Tanta coisa séria para você implicar, e você vem protestar contra os pula-pulas das crianças? Que coisa feia…
Otávio Augusto de Castro Bravo
São Paulo, SP
Maria fiel
Descobri no GLOBO desta segunda-feira que há outros leitores que aplaudem o jornal impresso. Realmente delicioso. Há colunistas que poderiam escrever mais. Nada como o pensamento inteligente de um Gabeira, de uma Martha Batalha, de uma Cora, de um Nelsinho Motta e por aí vai. Parabéns e minha fidelidade.
Maria José Machado
Rio
Stephanie atende
A médica Stephanie Rizk presta a nós, leitores do GLOBO, um excelente serviço de utilidade pública. Sua linguagem concisa e didática consegue elucidar dúvidas médicas nem sempre simples para o público leigo. Parabéns!
Hiketi Shamata
São Paulo, SP
Não são lixo
A carta da leitora Izaura Alice (3 de agosto) levanta questão sobre moradores de rua no Rio. É impressionante como tanta gente trata isso como se fosse problema para a Comlurb resolver. Eles sujam as ruas, enfeiam os arredores dos seus prédios, não têm educação. Falam que pagam IPTU. Que eles desmerecem o bairro e influenciam no valor dos seus imóveis. Parece que não se trata de gente. Há prédios que fazem circulares pedindo para que não os alimentem, não lhes deem dinheiro, não lhes deem roupas ou cobertores. Lixo. Não há um mínimo de empatia. E, no entanto, são gente como a gente. Seres humanos infelizes, que por diferentes razões estão reduzidos a moradores de rua.

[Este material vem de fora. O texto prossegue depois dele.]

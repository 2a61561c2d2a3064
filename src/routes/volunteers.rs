use axum::{
    Json,
    extract::{Path, State},
};
use serde::{Deserialize, Serialize};

use super::NumberInput;
use crate::{
    entities::{volunteer, volunteer_shift},
    error::AppError,
    impact::{VolunteerImpact, calculate_volunteer_impact},
    import::parse_date,
    router::AppState,
    store::{
        Identifier,
        volunteers::{find_volunteer, log_shift, shifts_for_volunteer},
    },
};

#[derive(Deserialize)]
pub struct ShiftRequest {
    pub email: String,
    pub hours: NumberInput,
    pub date: Option<String>,
}

#[derive(Serialize)]
pub struct ShiftResponse {
    pub shift: volunteer_shift::Model,
    pub impact: VolunteerImpact,
}

pub async fn log_volunteer_shift(
    State(state): State<AppState>,
    Json(request): Json<ShiftRequest>,
) -> Result<Json<ShiftResponse>, AppError> {
    let hours = request.hours.value()?;
    let impact = calculate_volunteer_impact(hours, &state.constants)?;
    if hours == 0.0 {
        return Err(AppError::Validation(
            "hours must be greater than zero".to_string(),
        ));
    }
    let shift_date = match request.date.as_deref().map(str::trim) {
        Some(text) if !text.is_empty() => Some(
            parse_date(text)
                .ok_or_else(|| AppError::Validation(format!("invalid date: '{text}'")))?,
        ),
        _ => None,
    };

    let (volunteer, shift) = log_shift(&state.db, &request.email, hours, shift_date).await?;
    tracing::info!("Logged {} hours for {}", hours, volunteer.email);
    Ok(Json(ShiftResponse { shift, impact }))
}

#[derive(Serialize)]
pub struct VolunteerResponse {
    pub volunteer: volunteer::Model,
    pub shift: Option<volunteer_shift::Model>,
    pub shifts: Vec<volunteer_shift::Model>,
    pub total_hours: f64,
    pub impact: VolunteerImpact,
}

pub async fn get_volunteer(
    State(state): State<AppState>,
    Path(identifier): Path<String>,
) -> Result<Json<VolunteerResponse>, AppError> {
    let volunteer = find_volunteer(&state.db, &Identifier::parse(&identifier))
        .await?
        .ok_or_else(|| AppError::NotFound("Volunteer not found".to_string()))?;
    let shifts = shifts_for_volunteer(&state.db, volunteer.id).await?;
    let total_hours: f64 = shifts.iter().map(|s| s.hours).sum();
    let impact = calculate_volunteer_impact(total_hours, &state.constants)?;

    Ok(Json(VolunteerResponse {
        volunteer,
        shift: shifts.first().cloned(),
        shifts,
        total_hours,
        impact,
    }))
}
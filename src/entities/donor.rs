use sea_orm::entity::prelude::*;
use serde::{Deserialize, Serialize};

#[derive(Clone, Debug, PartialEq, DeriveEntityModel, Serialize, Deserialize)]
#[sea_orm(table_name = "donors")]
pub struct Model {
    #[sea_orm(primary_key)]
    pub id: i32,
    #[sea_orm(unique)]
    pub email: String,
    pub first_name: Option<String>,
    pub last_name: Option<String>,
    pub phone: Option<String>,
    pub external_id: Option<String>,
    pub last_imported: Option<DateTime>,
    pub created_at: DateTime,
    pub updated_at: DateTime,
}

#[derive(Copy, Clone, Debug, EnumIter, DeriveRelation)]
pub enum Relation {
    #[sea_orm(has_many = "super::donation::Entity")]
    Donations,
}

impl Related<super::donation::Entity> for Entity {
    fn to() -> RelationDef {
        Relation::Donations.def()
    }
}

impl ActiveModelBehavior for ActiveModel {}

impl Model {
    pub fn display_name(&self) -> Option<String> {
        match (&self.first_name, &self.last_name) {
            (Some(first), Some(last)) => Some(format!("{first} {last}")),
            (Some(first), None) => Some(first.clone()),
            (None, Some(last)) => Some(last.clone()),
            (None, None) => None,
        }
    }
}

No tempo do governo Carlos Lacerda, sua secretária Sandra Cavalcante juntava essa "gente" e mandava jogar no Rio da Guarda. Nos últimos tempos ,o nível de intolerância tem chegado a extremos inimagináveis.
Gail Fajardo
Rio
Mais uma rendição?
Fica cada vez mais difícil acreditar que algum governante consiga resolver as faltas de educação, respeito e civilidade de algumas pessoas. Mesmo sabendo da proibição de música na areia da praia, neste domingo, em Copacabana, proliferaram as enormes caixas de som, tão grandes quanto o baixo nível de seus donos, aos berros, fazendo apologia às drogas e exaltando a pornografia da forma mais explícita possível. Até quando teremos que conviver ao lado disso? Será que vamos ter que nos render a mais essa incapacidade do poder público de fazer valer a lei?